Exercise details: The first line of the entries through the line bearing "an entry. The": copy these lines exactly and return nothing else.

Saved data entries:
BEGIN
//! Error types for the ledgerdoc library.
//!
//! Three error types reflect three distinct failure modes:
//!
//! * [`ExtractError`] — **Fatal**: no usable text could be acquired from the
//!   document at all (not a PDF, corrupt with no OCR fallback), or the caller
//!   supplied invalid input/configuration. Returned as `Err(ExtractError)`
//!   from the pipeline and the cached façade.
//!
//! * [`StageError`] — **Non-fatal**: a single pipeline stage failed (OCR
//!   timed out, table detection blew up, metadata unreadable). The pipeline
//!   logs it and degrades that stage to empty/default output.
//!
//! * [`CacheError`] — the cache store could not read or write an entry. The
//!   cached façade treats read failures as misses and write failures as
//!   warnings, so a broken cache never costs the caller a result.

use std::path::PathBuf;
use thiserror::Error;

/// All fatal errors returned by the ledgerdoc library.
#[derive(Debug, Error)]
pub enum ExtractError {
    // ── Input errors ──────────────────────────────────────────────────────
    /// The document buffer is empty.
    #[error("Document '{filename}' is empty")]
    EmptyInput { filename: String },

    /// [`crate::fingerprint()`] was given an empty buffer.
    #[error("Cannot fingerprint an empty buffer")]
    EmptyBuffer,

    /// The bytes do not start with the `%PDF` magic.
    #[error("Document '{filename}' is not a valid PDF\nFirst bytes: {magic:?}")]
    NotADocument { filename: String, magic: Vec<u8> },

    /// Standard extraction failed and OCR was unavailable or failed too.
    #[error("No text could be acquired from '{filename}': {detail}")]
    Unreadable { filename: String, detail: String },

    /// Reading a document from disk failed.
    #[error("Failed to read '{path}': {source}")]
    Io {
        path: PathBuf,
        #[source]
        source: std::io::Error,
    },

    // ── Config errors ─────────────────────────────────────────────────────
    /// Builder validation failed.
    #[error("Invalid configuration: {0}")]
    InvalidConfig(String),

    // ── Pdfium binding errors ─────────────────────────────────────────────
    /// Could not bind to a pdfium library.
    #[error(
        "Failed to bind to pdfium library: {0}\n\
Set PDFIUM_LIB_PATH=/path/to/libpdfium or install pdfium system-wide."
    )]
    PdfiumBindingFailed(String),

    // ── Catch-all ─────────────────────────────────────────────────────────
    /// Unexpected internal error.
    #[error("Internal error: {0}")]
    Internal(String),
}

/// A non-fatal failure of a single pipeline stage.
///
/// Capabilities ([`crate::pipeline::TextParser`], [`crate::pipeline::OcrEngine`],
/// table detectors, entity extractors) return this type; the pipeline decides
/// whether to fall back, default, or (only when no text at all could be
/// acquired) escalate to [`ExtractError::Unreadable`].
#[derive(Debug, Clone, PartialEq, Error, serde::Serialize, serde::Deserialize)]
pub enum StageError {
    /// Standard text extraction failed (corrupt stream, encrypted, …).
    #[error("text extraction failed: {detail}")]
    ParseFailed { detail: String },

    /// No OCR engine is configured or it reported itself unavailable.
    #[error("OCR is not available")]
    OcrUnavailable,

    /// OCR ran but failed.
    #[error("OCR failed: {detail}")]
    OcrFailed { detail: String },

    /// OCR exceeded its wall-clock budget.
    #[error("OCR timed out after {secs}s")]
    OcrTimeout { secs: u64 },

    /// A table detector failed.
    #[error("table detection failed: {detail}")]
    TableDetection { detail: String },

    /// Embedded metadata could not be read.
    #[error("metadata extraction failed: {detail}")]
    Metadata { detail: String },

    /// Entity extraction failed.
    #[error("entity extraction failed: {detail}")]
    Entities { detail: String },
}

/// Errors raised by a [`crate::cache::CacheStore`].
#[derive(Debug, Error)]
pub enum CacheError {
    /// Filesystem access to the store failed.
    #[error("cache I/O error at '{path}': {source}")]
    Io {
        path: PathBuf,
        #[source]
        source: std::io::Error,
    },

    /// An entry could not be encoded or decoded.
    #[error("cache entry at '{path}' is not valid JSON: {source}")]
    Corrupt {
        path: PathBuf,
        #[source]
        source: serde_json::Error,
    },

    /// Serialising an entry for storage failed.
    #[error("failed to serialise cache entry: {0}")]
    Serialize(#[from] serde_json::Error),

    /// The tenant id is empty.
    #[error("invalid tenant id: {0:?}")]
    InvalidTenant(String),
}

#[cfg(test)]
mod tests {
    use super::*;

    #[test]
    fn unreadable_display_names_file() {
        let e = ExtractError::Unreadable {
            filename: "q3-statement.pdf".into(),
            detail: "xref table missing".into(),
        };
        let msg = e.to_string();
        assert!(msg.contains("q3-statement.pdf"), "got: {msg}");
        assert!(msg.contains("xref table missing"), "got: {msg}");
    }

    #[test]
    fn ocr_timeout_display() {
        let e = StageError::OcrTimeout { secs: 300 };
        assert!(e.to_string().contains("300s"));
    }

    #[test]
    fn stage_error_round_trips_through_json() {
        let e = StageError::TableDetection {
            detail: "bad region".into(),
        };
        let json = serde_json::to_string(&e).unwrap();
        let back: StageError = serde_json::from_str(&json).unwrap();
        assert_eq!(back, e);
    }

    #[test]
    fn invalid_tenant_display() {
        let e = CacheError::InvalidTenant(String::new());
        assert!(e.to_string().contains("invalid tenant"));
    }
}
END
Response area:
//! Error types for the ledgerdoc library.
//!
//! Three error types reflect three distinct failure modes:
//!
//! * [`ExtractError`] — **Fatal**: no usable text could be acquired from the
//!   document at all (not a PDF, corrupt with no OCR fallback), or the caller
//!   supplied invalid input/configuration. Returned as `Err(ExtractError)`
//!   from the pipeline and the cached façade.
//!
//! * [`StageError`] — **Non-fatal**: a single pipeline stage failed (OCR
//!   timed out, table detection blew up, metadata unreadable). The pipeline
//!   logs it and degrades that stage to empty/default output.
//!
//! * [`CacheError`] — the cache store could not read or write an entry. The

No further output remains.